_WHAT YOU WILL DO_. How do the lines below between the ones holding "repository 21900ea59f12357e" and "let left = (x + t).min(right);", inclusive, read? Give them again exactly, with no other lines.

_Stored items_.
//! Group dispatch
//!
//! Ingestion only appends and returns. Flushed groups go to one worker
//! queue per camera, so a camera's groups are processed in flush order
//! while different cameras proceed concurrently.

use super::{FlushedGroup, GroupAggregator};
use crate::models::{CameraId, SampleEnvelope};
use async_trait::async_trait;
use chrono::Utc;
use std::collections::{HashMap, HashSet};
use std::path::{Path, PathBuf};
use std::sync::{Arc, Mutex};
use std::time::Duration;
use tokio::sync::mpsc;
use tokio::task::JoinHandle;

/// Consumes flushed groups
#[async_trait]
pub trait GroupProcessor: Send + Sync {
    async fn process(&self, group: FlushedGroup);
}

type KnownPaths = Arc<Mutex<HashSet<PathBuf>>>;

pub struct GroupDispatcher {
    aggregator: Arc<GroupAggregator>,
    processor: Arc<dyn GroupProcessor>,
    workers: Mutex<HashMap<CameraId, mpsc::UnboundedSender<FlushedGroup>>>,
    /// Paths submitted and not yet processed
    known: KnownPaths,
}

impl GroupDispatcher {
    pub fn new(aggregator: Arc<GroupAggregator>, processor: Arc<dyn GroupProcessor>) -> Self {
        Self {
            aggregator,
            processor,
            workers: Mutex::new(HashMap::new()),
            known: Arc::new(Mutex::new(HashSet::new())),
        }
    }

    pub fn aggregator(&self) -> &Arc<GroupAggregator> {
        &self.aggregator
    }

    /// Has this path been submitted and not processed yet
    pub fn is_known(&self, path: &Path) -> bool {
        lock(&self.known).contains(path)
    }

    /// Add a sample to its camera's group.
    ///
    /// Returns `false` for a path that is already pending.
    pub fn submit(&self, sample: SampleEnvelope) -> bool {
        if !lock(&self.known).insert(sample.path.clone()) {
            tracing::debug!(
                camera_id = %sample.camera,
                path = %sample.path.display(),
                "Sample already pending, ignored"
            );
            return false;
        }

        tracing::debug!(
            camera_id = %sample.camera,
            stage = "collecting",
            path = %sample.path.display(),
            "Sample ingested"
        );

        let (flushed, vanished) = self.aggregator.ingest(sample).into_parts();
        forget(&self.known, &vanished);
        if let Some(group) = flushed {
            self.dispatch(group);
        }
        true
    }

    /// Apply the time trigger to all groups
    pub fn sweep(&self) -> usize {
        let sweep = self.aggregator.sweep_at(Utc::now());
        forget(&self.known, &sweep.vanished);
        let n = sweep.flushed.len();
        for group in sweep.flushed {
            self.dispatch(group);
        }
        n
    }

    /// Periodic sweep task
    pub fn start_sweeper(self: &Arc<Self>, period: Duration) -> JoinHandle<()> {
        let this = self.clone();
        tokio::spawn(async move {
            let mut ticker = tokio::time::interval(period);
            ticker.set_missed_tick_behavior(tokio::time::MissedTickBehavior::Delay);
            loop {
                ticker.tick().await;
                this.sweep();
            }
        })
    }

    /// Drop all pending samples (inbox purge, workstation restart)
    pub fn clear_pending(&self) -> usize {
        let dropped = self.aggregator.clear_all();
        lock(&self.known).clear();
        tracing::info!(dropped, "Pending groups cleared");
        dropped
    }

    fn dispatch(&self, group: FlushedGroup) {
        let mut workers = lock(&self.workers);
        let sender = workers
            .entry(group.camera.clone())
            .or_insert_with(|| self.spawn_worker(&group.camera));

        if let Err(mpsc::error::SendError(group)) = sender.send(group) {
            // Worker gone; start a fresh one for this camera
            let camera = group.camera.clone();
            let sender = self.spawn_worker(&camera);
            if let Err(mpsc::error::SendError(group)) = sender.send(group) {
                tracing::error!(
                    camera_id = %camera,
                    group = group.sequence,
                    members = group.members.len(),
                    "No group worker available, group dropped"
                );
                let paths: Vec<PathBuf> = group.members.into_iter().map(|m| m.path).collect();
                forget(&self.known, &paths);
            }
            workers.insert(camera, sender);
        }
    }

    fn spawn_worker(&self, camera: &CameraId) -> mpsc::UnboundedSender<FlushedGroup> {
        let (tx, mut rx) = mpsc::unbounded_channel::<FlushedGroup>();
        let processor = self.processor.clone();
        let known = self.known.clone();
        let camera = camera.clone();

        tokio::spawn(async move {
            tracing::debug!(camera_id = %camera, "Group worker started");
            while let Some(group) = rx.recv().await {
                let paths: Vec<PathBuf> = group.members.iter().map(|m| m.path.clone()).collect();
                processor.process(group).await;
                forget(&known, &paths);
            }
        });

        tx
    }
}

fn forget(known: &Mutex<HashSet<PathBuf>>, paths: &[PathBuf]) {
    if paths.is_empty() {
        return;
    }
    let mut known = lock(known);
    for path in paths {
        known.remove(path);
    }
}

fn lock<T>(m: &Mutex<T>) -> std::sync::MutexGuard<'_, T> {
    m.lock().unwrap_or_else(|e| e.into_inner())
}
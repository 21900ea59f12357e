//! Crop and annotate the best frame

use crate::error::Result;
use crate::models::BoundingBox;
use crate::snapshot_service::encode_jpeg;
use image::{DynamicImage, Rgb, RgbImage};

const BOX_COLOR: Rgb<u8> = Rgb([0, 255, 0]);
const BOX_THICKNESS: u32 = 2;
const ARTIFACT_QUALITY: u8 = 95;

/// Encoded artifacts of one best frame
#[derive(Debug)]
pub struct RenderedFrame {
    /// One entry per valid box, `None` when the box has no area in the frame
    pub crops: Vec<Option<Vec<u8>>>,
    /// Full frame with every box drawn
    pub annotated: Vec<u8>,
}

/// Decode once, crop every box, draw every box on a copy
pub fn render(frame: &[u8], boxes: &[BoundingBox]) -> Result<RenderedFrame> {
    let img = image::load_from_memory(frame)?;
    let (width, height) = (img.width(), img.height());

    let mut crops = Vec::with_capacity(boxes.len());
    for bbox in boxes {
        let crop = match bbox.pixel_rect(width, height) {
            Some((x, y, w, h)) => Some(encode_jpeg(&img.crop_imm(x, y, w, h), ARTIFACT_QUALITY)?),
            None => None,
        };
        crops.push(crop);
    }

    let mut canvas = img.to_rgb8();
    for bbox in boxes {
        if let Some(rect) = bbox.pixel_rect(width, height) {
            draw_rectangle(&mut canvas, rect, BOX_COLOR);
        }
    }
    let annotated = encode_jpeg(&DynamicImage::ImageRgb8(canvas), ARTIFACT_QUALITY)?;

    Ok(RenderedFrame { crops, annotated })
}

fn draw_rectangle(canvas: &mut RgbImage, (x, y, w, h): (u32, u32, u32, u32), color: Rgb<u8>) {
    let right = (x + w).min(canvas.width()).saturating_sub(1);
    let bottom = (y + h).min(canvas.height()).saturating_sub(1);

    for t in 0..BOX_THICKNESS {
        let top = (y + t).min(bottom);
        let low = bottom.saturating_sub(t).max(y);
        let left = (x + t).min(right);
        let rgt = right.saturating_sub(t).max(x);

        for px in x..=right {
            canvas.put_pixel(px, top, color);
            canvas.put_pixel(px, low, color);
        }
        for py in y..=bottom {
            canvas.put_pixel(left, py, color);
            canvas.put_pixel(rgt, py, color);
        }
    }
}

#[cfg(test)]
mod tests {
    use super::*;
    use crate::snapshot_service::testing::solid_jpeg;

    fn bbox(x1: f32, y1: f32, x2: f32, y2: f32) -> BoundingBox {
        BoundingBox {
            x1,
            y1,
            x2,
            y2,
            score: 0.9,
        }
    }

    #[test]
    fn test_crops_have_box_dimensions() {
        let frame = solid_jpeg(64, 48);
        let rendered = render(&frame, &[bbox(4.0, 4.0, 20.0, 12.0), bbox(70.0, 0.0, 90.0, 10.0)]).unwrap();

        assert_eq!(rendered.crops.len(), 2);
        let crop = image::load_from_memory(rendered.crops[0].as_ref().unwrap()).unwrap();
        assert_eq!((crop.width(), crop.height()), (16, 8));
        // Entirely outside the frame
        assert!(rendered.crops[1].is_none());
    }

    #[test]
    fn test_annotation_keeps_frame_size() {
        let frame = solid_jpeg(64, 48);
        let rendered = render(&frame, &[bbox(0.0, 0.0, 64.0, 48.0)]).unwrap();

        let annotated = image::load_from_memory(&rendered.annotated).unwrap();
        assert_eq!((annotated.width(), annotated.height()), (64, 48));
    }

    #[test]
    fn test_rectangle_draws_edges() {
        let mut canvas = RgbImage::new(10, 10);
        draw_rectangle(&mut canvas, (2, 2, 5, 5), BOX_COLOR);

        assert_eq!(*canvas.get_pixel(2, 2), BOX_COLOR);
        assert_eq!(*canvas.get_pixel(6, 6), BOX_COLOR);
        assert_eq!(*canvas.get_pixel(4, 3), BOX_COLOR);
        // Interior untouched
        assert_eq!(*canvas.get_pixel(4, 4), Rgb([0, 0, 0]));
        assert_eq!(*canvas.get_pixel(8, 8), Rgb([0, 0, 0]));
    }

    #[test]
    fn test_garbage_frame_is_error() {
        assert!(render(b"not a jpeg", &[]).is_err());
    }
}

_RESPONSE TO THIS TASK_.
repository 21900ea59f12357e
//! Crop and annotate the best frame

use crate::error::Result;
use crate::models::BoundingBox;
use crate::snapshot_service::encode_jpeg;
use image::{DynamicImage, Rgb, RgbImage};

const BOX_COLOR: Rgb<u8> = Rgb([0, 255, 0]);
const BOX_THICKNESS: u32 = 2;
const ARTIFACT_QUALITY: u8 = 95;

/// Encoded artifacts of one best frame
#[derive(Debug)]
pub struct RenderedFrame {
    /// One entry per valid box, `None` when the box has no area in the frame
    pub crops: Vec<Option<Vec<u8>>>,
    /// Full frame with every box drawn
    pub annotated: Vec<u8>,
}

/// Decode once, crop every box, draw every box on a copy
pub fn render(frame: &[u8], boxes: &[BoundingBox]) -> Result<RenderedFrame> {
    let img = image::load_from_memory(frame)?;
    let (width, height) = (img.width(), img.height());

    let mut crops = Vec::with_capacity(boxes.len());
    for bbox in boxes {
        let crop = match bbox.pixel_rect(width, height) {
            Some((x, y, w, h)) => Some(encode_jpeg(&img.crop_imm(x, y, w, h), ARTIFACT_QUALITY)?),
            None => None,
        };
        crops.push(crop);
    }

    let mut canvas = img.to_rgb8();
    for bbox in boxes {
        if let Some(rect) = bbox.pixel_rect(width, height) {
            draw_rectangle(&mut canvas, rect, BOX_COLOR);
        }
    }
    let annotated = encode_jpeg(&DynamicImage::ImageRgb8(canvas), ARTIFACT_QUALITY)?;

    Ok(RenderedFrame { crops, annotated })
}

fn draw_rectangle(canvas: &mut RgbImage, (x, y, w, h): (u32, u32, u32, u32), color: Rgb<u8>) {
    let right = (x + w).min(canvas.width()).saturating_sub(1);
    let bottom = (y + h).min(canvas.height()).saturating_sub(1);

    for t in 0..BOX_THICKNESS {
        let top = (y + t).min(bottom);
        let low = bottom.saturating_sub(t).max(y);
        let left = (x + t).min(right);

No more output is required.